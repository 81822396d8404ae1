//! Bucket sub-resource configurations: versioning, CORS and lifecycle.

/// Versioning state of a bucket.
#[derive(Debug, Clone, Copy, PartialEq, Eq)]
pub enum VersioningStatus {
    /// Versioning enabled.
    Enabled,
    /// Versioning suspended.
    Suspended,
}

impl VersioningStatus {
    /// Returns the wire representation.
    pub fn as_str(&self) -> &'static str {
        match self {
            VersioningStatus::Enabled => "Enabled",
            VersioningStatus::Suspended => "Suspended",
        }
    }
}

impl std::str::FromStr for VersioningStatus {
    type Err = String;

    fn from_str(s: &str) -> Result<Self, Self::Err> {
        match s {
            "Enabled" => Ok(VersioningStatus::Enabled),
            "Suspended" => Ok(VersioningStatus::Suspended),
            _ => Err(format!("Unknown versioning status: {}", s)),
        }
    }
}

/// Versioning configuration. A bucket that never had versioning has no status.
#[derive(Debug, Clone, Default, PartialEq, Eq)]
pub struct VersioningConfiguration {
    /// Status.
    pub status: Option<VersioningStatus>,
}

/// HTTP method allowed by a CORS rule.
#[derive(Debug, Clone, Copy, PartialEq, Eq)]
pub enum CorsMethod {
    /// GET
    Get,
    /// PUT
    Put,
    /// POST
    Post,
    /// DELETE
    Delete,
    /// HEAD
    Head,
}

impl CorsMethod {
    /// Returns the wire representation.
    pub fn as_str(&self) -> &'static str {
        match self {
            CorsMethod::Get => "GET",
            CorsMethod::Put => "PUT",
            CorsMethod::Post => "POST",
            CorsMethod::Delete => "DELETE",
            CorsMethod::Head => "HEAD",
        }
    }
}

impl std::str::FromStr for CorsMethod {
    type Err = String;

    fn from_str(s: &str) -> Result<Self, Self::Err> {
        match s {
            "GET" => Ok(CorsMethod::Get),
            "PUT" => Ok(CorsMethod::Put),
            "POST" => Ok(CorsMethod::Post),
            "DELETE" => Ok(CorsMethod::Delete),
            "HEAD" => Ok(CorsMethod::Head),
            _ => Err(format!("Unknown CORS method: {}", s)),
        }
    }
}

/// One CORS rule.
#[derive(Debug, Clone, Default, PartialEq, Eq)]
pub struct CorsRule {
    /// Rule ID.
    pub id: Option<String>,
    /// Allowed origins.
    pub allowed_origins: Vec<String>,
    /// Allowed methods.
    pub allowed_methods: Vec<CorsMethod>,
    /// Allowed request headers.
    pub allowed_headers: Vec<String>,
    /// Response headers exposed to the browser.
    pub expose_headers: Vec<String>,
    /// Preflight cache duration.
    pub max_age_seconds: Option<u32>,
}

impl CorsRule {
    /// Rule allowing `methods` from `origin`.
    pub fn new(origin: impl Into<String>, methods: impl IntoIterator<Item = CorsMethod>) -> Self {
        Self {
            allowed_origins: vec![origin.into()],
            allowed_methods: methods.into_iter().collect(),
            ..Default::default()
        }
    }

    /// Allow a request header.
    pub fn with_allowed_header(mut self, header: impl Into<String>) -> Self {
        self.allowed_headers.push(header.into());
        self
    }

    /// Set the preflight cache duration.
    pub fn with_max_age(mut self, seconds: u32) -> Self {
        self.max_age_seconds = Some(seconds);
        self
    }
}

/// CORS configuration.
#[derive(Debug, Clone, Default, PartialEq, Eq)]
pub struct CorsConfiguration {
    /// Rules.
    pub rules: Vec<CorsRule>,
}

/// Whether a lifecycle rule is active.
#[derive(Debug, Clone, Copy, PartialEq, Eq, Default)]
pub enum RuleStatus {
    /// Active.
    #[default]
    Enabled,
    /// Inactive.
    Disabled,
}

impl RuleStatus {
    /// Returns the wire representation.
    pub fn as_str(&self) -> &'static str {
        match self {
            RuleStatus::Enabled => "Enabled",
            RuleStatus::Disabled => "Disabled",
        }
    }
}

/// When current object versions expire.
#[derive(Debug, Clone, PartialEq, Eq)]
pub enum LifecycleExpiration {
    /// Days after creation.
    Days(u32),
    /// ISO 8601 date.
    Date(String),
}

/// One lifecycle rule.
#[derive(Debug, Clone, Default, PartialEq, Eq)]
pub struct LifecycleRule {
    /// Rule ID.
    pub id: Option<String>,
    /// Key prefix the rule applies to.
    pub prefix: String,
    /// Status.
    pub status: RuleStatus,
    /// Expiration of current versions.
    pub expiration: Option<LifecycleExpiration>,
    /// Days after which noncurrent versions expire.
    pub noncurrent_version_expiration_days: Option<u32>,
    /// Days after which incomplete multipart uploads are aborted.
    pub abort_incomplete_multipart_days: Option<u32>,
}

impl LifecycleRule {
    /// Rule expiring objects under `prefix` after `days`.
    pub fn expire_after(prefix: impl Into<String>, days: u32) -> Self {
        Self {
            prefix: prefix.into(),
            expiration: Some(LifecycleExpiration::Days(days)),
            ..Default::default()
        }
    }

    /// Set the rule ID.
    pub fn with_id(mut self, id: impl Into<String>) -> Self {
        self.id = Some(id.into());
        self
    }

    /// Abort incomplete multipart uploads after `days`.
    pub fn with_abort_incomplete_multipart(mut self, days: u32) -> Self {
        self.abort_incomplete_multipart_days = Some(days);
        self
    }
}

/// Lifecycle configuration.
#[derive(Debug, Clone, Default, PartialEq, Eq)]
pub struct LifecycleConfiguration {
    /// Rules.
    pub rules: Vec<LifecycleRule>,
}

> **Task**:
If a line in the records above has the word "RuleStatus", copy it out.

> **Output**:
pub enum RuleStatus {
impl RuleStatus {
            RuleStatus::Enabled => "Enabled",
            RuleStatus::Disabled => "Disabled",
    pub status: RuleStatus,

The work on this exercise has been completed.